Thailand’s Prohibition Symposium

kratom tree with a lot of maeng da kratom leaves
May 14, 2015 2 Comments

A Culture Born on Kratom: Thailand’s Prohibition Symposium

Kratom planting was widely accepted in Thailand culture until a drastic overhaul to enforce regulations in 1943. The question is: What caused that massive shift in governmental opinion?

Basics of Kratom

The Mitragyna Speciosa (Kratom), a tropical tree native to Thailand and Malaysia, is a surprising relative to the evergreen tree, though bountiful in its applications. It has oval shaped leaves with broad tapers, yellow-flowered offshoots, and winged seeds as adaptations. Generally, the coloration is of dark to light green for the leaves, with the capability of growing 15-50 feet tall. The trees proliferate throughout the native jungles and forests of Thailand. Of course, these attributes fail to highlight the primary reason for its co-evolution for centuries throughout the Malaysian and Thailand ecosystems. This being: Market Utility.

Tradition

In Thailand, the practice of applying Kratom leaves to medicinal purposes grew from communal usage by nomadic tribes systemic to the jungle environment for its profound opioid chemical properties.
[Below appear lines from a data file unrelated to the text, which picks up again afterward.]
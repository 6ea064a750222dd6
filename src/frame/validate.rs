use crate::foundation::error::{ReelError, ReelResult};
use crate::ir::frame::{ClearMode, RENDER_FRAME_VERSION, RenderFrameIR, RenderPassIR};
use crate::materialize::buffers::{BufferFormat, FieldBuffer, PathBuffers, path_op};

/// Check that `frame` is well formed for a rendering backend.
///
/// A failure means the program produced a malformed output; the frame must not be presented.
pub fn validate_frame(frame: &RenderFrameIR) -> ReelResult<()> {
    if frame.version != RENDER_FRAME_VERSION {
        return Err(malformed(format!(
            "version {} (expected {RENDER_FRAME_VERSION})",
            frame.version
        )));
    }
    if frame.clear.mode == ClearMode::Color && frame.clear.color_rgba.is_none() {
        return Err(malformed("color clear without a color".to_string()));
    }
    for (i, pass) in frame.passes.iter().enumerate() {
        match pass {
            RenderPassIR::Instances2D(p) => {
                let n = p.count;
                check_field(i, "position", &p.position, BufferFormat::Vec2F32, n)?;
                check_field(i, "size", &p.size, BufferFormat::F32, n)?;
                check_field(i, "opacity", &p.opacity, BufferFormat::F32, n)?;
                let c = &p.color;
                let n = n as usize;
                if c.count as usize != n
                    || c.r.len() != n
                    || c.g.len() != n
                    || c.b.len() != n
                    || c.a.len() != n
                {
                    return Err(malformed(format!("pass {i}: color channels do not match count {n}")));
                }
            }
            RenderPassIR::Paths2D(p) => check_paths(i, &p.paths)?,
            RenderPassIR::Instances3D(p) => {
                if p.instances.transforms.len() != p.instances.count as usize * 16 {
                    return Err(malformed(format!("pass {i}: instance transform length")));
                }
                let m = &p.mesh;
                if m.positions.len() != m.vertex_count as usize * 3 || m.indices.len() % 3 != 0 {
                    return Err(malformed(format!("pass {i}: mesh buffer lengths")));
                }
            }
        }
    }
    Ok(())
}

fn malformed(msg: String) -> ReelError {
    ReelError::contract(format!("malformed render frame: {msg}"))
}

fn check_field(
    pass: usize,
    name: &str,
    buf: &FieldBuffer,
    format: BufferFormat,
    count: u32,
) -> ReelResult<()> {
    if buf.format != format
        || buf.count != count
        || buf.data.len() != count as usize * format.components()
    {
        return Err(malformed(format!(
            "pass {pass}: {name} is {} x {:?} with {} values, expected {count} x {format:?}",
            buf.count,
            buf.format,
            buf.data.len()
        )));
    }
    Ok(())
}

fn check_paths(pass: usize, p: &PathBuffers) -> ReelResult<()> {
    let n = p.cmd_start.len();
    if p.cmd_len.len() != n || p.point_start.len() != n || p.point_len.len() != n {
        return Err(malformed(format!("pass {pass}: path index tables differ in length")));
    }
    if p.points.len() % 2 != 0 {
        return Err(malformed(format!("pass {pass}: odd point buffer length")));
    }
    let points = p.points.len() / 2;
    for k in 0..n {
        let (cs, cl) = (p.cmd_start[k] as usize, p.cmd_len[k] as usize);
        let (ps, pl) = (p.point_start[k] as usize, p.point_len[k] as usize);
        let Some(cmds) = p.commands.get(cs..cs + cl) else {
            return Err(malformed(format!("pass {pass}: path {k} command range out of bounds")));
        };
        if ps + pl > points {
            return Err(malformed(format!("pass {pass}: path {k} point range out of bounds")));
        }
        if cmds.iter().any(|&op| op > path_op::CLOSE) {
            return Err(malformed(format!("pass {pass}: path {k} has an unknown opcode")));
        }
        let arity: usize = cmds.iter().map(|&op| path_op::arity(op)).sum();
        if arity != pl {
            return Err(malformed(format!(
                "pass {pass}: path {k} commands consume {arity} points, table says {pl}"
            )));
        }
    }
    Ok(())
}

#[cfg(test)]
#[path = "../../tests/unit/frame/validate.rs"]
mod tests;
use std::sync::Arc;

use crate::exec::executor::execute_frame_with_mode;
use crate::exec::runtime::{FrameStats, RuntimeOpts, RuntimeState};
use crate::exec::swap::swap_program_in_place;
use crate::foundation::error::ReelResult;
use crate::ir::frame::RenderFrameIR;
use crate::ir::program::CompiledProgramIR;
use crate::store::state::MigrationReport;
use crate::time::resolver::TimeMode;

/// Host-facing pairing of a program with the runtime executing it.
///
/// A session owns both halves so the executor's "runtime belongs to this program" contract holds
/// by construction. Hot edits go through [`Session::swap`]; a failed swap keeps the old program
/// running.
#[derive(Debug)]
pub struct Session {
    program: Arc<CompiledProgramIR>,
    runtime: RuntimeState,
}

impl Session {
    /// Build a session with a fresh runtime.
    pub fn new(program: Arc<CompiledProgramIR>, opts: RuntimeOpts) -> ReelResult<Self> {
        let runtime = RuntimeState::new(&program, opts)?;
        Ok(Self { program, runtime })
    }

    /// Parse a program from JSON and build a session with default options.
    pub fn from_json(program_json: &str) -> ReelResult<Self> {
        let program = CompiledProgramIR::from_json(program_json)?;
        Self::new(Arc::new(program), RuntimeOpts::default())
    }

    /// The program currently executing.
    pub fn program(&self) -> &Arc<CompiledProgramIR> {
        &self.program
    }

    /// The runtime state.
    pub fn runtime(&self) -> &RuntimeState {
        &self.runtime
    }

    /// Mutable runtime access (probe installation and the like).
    pub fn runtime_mut(&mut self) -> &mut RuntimeState {
        &mut self.runtime
    }

    /// Render a playback frame at `t_abs_ms`.
    pub fn render(&mut self, t_abs_ms: f64) -> ReelResult<Arc<RenderFrameIR>> {
        execute_frame_with_mode(&self.program, &mut self.runtime, t_abs_ms, TimeMode::Playback)
    }

    /// Render a frame while the user is seeking.
    pub fn scrub(&mut self, t_abs_ms: f64) -> ReelResult<Arc<RenderFrameIR>> {
        execute_frame_with_mode(&self.program, &mut self.runtime, t_abs_ms, TimeMode::Scrub)
    }

    /// Replace the program between frames, carrying state across.
    pub fn swap(&mut self, program: Arc<CompiledProgramIR>) -> ReelResult<MigrationReport> {
        let report = swap_program_in_place(&program, &mut self.runtime)?;
        self.program = program;
        Ok(report)
    }

    /// Statistics of the last completed frame.
    pub fn stats(&self) -> &FrameStats {
        self.runtime.last_stats()
    }
}

#[cfg(test)]
#[path = "../tests/unit/session.rs"]
mod tests;
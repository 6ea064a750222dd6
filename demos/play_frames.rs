use reel::{RecordingProbe, Session};

fn main() -> anyhow::Result<()> {
    tracing_subscriber::fmt::init();

    let mut session = Session::from_json(include_str!("../tests/data/pulse_grid.json"))?;
    session.runtime_mut().set_probe(Box::new(RecordingProbe::new()));

    for f in [0u32, 1, 2, 30, 59, 60, 61, 119, 120] {
        let t = f64::from(f) * 1000.0 / 60.0;
        let frame = session.render(t)?;
        let stats = session.stats();
        println!(
            "frame {f}: {} passes, {} steps, field cache {}/{}",
            frame.passes.len(),
            stats.steps_executed,
            stats.field_cache_hits,
            stats.field_cache_misses
        );
    }

    if let Some(probe) = session.runtime().probe::<RecordingProbe>() {
        for r in &probe.records {
            println!("probe {} @ {:.1}ms: {:?}", r.probe.0, r.t_model_ms, r.values);
        }
    }

    Ok(())
}
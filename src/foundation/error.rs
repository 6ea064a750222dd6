/// Convenience result type used across the runtime.
pub type ReelResult<T> = Result<T, ReelError>;

/// Top-level error taxonomy used by runtime APIs.
///
/// Every variant except [`ReelError::Other`] is fatal for the frame that produced it: the
/// executor aborts the frame and the host decides whether to hold the previous frame.
#[derive(thiserror::Error, Debug)]
pub enum ReelError {
    /// The compiled program broke a contract the compiler promised to uphold
    /// (missing slot meta, storage-class mismatch, invalid constant id, malformed output).
    #[error("contract violation: {0}")]
    Contract(String),

    /// A slot was written twice within one frame.
    #[error("double write: slot {slot} was already written in frame {frame_id}")]
    DoubleWrite {
        /// Offending slot index.
        slot: u32,
        /// Frame in which the second write happened.
        frame_id: u64,
    },

    /// A materializer received malformed inputs (bad domain, oversized mesh, format mismatch).
    #[error("materialize error: {0}")]
    Materialize(String),

    /// Errors while evaluating a step that are not attributable to the program contract.
    #[error("evaluation error: {0}")]
    Evaluation(String),

    /// Errors when serializing or deserializing data structures.
    #[error("serialization error: {0}")]
    Serde(String),

    /// Wrapped lower-level error from dependencies.
    #[error(transparent)]
    Other(#[from] anyhow::Error),
}

impl ReelError {
    /// Build a [`ReelError::Contract`] value.
    pub fn contract(msg: impl Into<String>) -> Self {
        Self::Contract(msg.into())
    }

    /// Build a [`ReelError::Materialize`] value.
    pub fn materialize(msg: impl Into<String>) -> Self {
        Self::Materialize(msg.into())
    }

    /// Build a [`ReelError::Evaluation`] value.
    pub fn evaluation(msg: impl Into<String>) -> Self {
        Self::Evaluation(msg.into())
    }

    /// Build a [`ReelError::Serde`] value.
    pub fn serde(msg: impl Into<String>) -> Self {
        Self::Serde(msg.into())
    }
}

impl From<serde_json::Error> for ReelError {
    fn from(e: serde_json::Error) -> Self {
        Self::Serde(e.to_string())
    }
}

#[cfg(test)]
#[path = "../../tests/unit/foundation/error.rs"]
mod tests;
Because, as so many importers and foreign nations found; the Mitragyna Speciosa washes ashore through foreign trade and plasters itself as a legitimate supplement product wherever it resides (drastic increase in Kratom including strains like maeng da imports into the U.S. post 2008). Thus ensuring free enterprise will pick up its market share as a ‘supplement’, similar to coffee, which ironically is in its family.

Luckily, most civilizations from Thailand, which have evidence of Kratom usage, correlate its usage as necessary for ritualistic purposes, medicinal and supplemental (also as anti-diarrheic). This ensured that the human population of Thailand, up until western intervention and competition, took care to proscribe cultural restraints on the growth of the tree and its reciprocal use. Though as governments change, so does popular opinion…

It wasn’t until the eve of August 3, 1943 that Kratom would be banished, when the Thai government passed the Kratom Act 2486 ensuring the government had market control and public control over the planting rights of Mitragyna Speciosa, the clinical applications, import, and export. Was it an epidemic of procurement that needed to cede or rather a desire for control over the market by the Thai government?

Backlash That Kratom Gets

As prohibition acts rarely work in a democratized country (see Prohibition Act of 1918), the Thai population continued to placate the plant as a central facet of their culture, even with the looming proscription of harsh penalties varying from jail-sentences to burdening fines by their government. More concerning from the prohibition, was the efficacy of Kratom in its effect on opium dependency , allowing users to drastically reduce addictions to morphine derivatives. Though if you were to look deeper, the Thai government had stake on opium imports, and with users flocking to procure Kratom, it seemed that tax-breaks wouldn’t make it back to the federal government. Thus, the enforcement was necessary. Or was it?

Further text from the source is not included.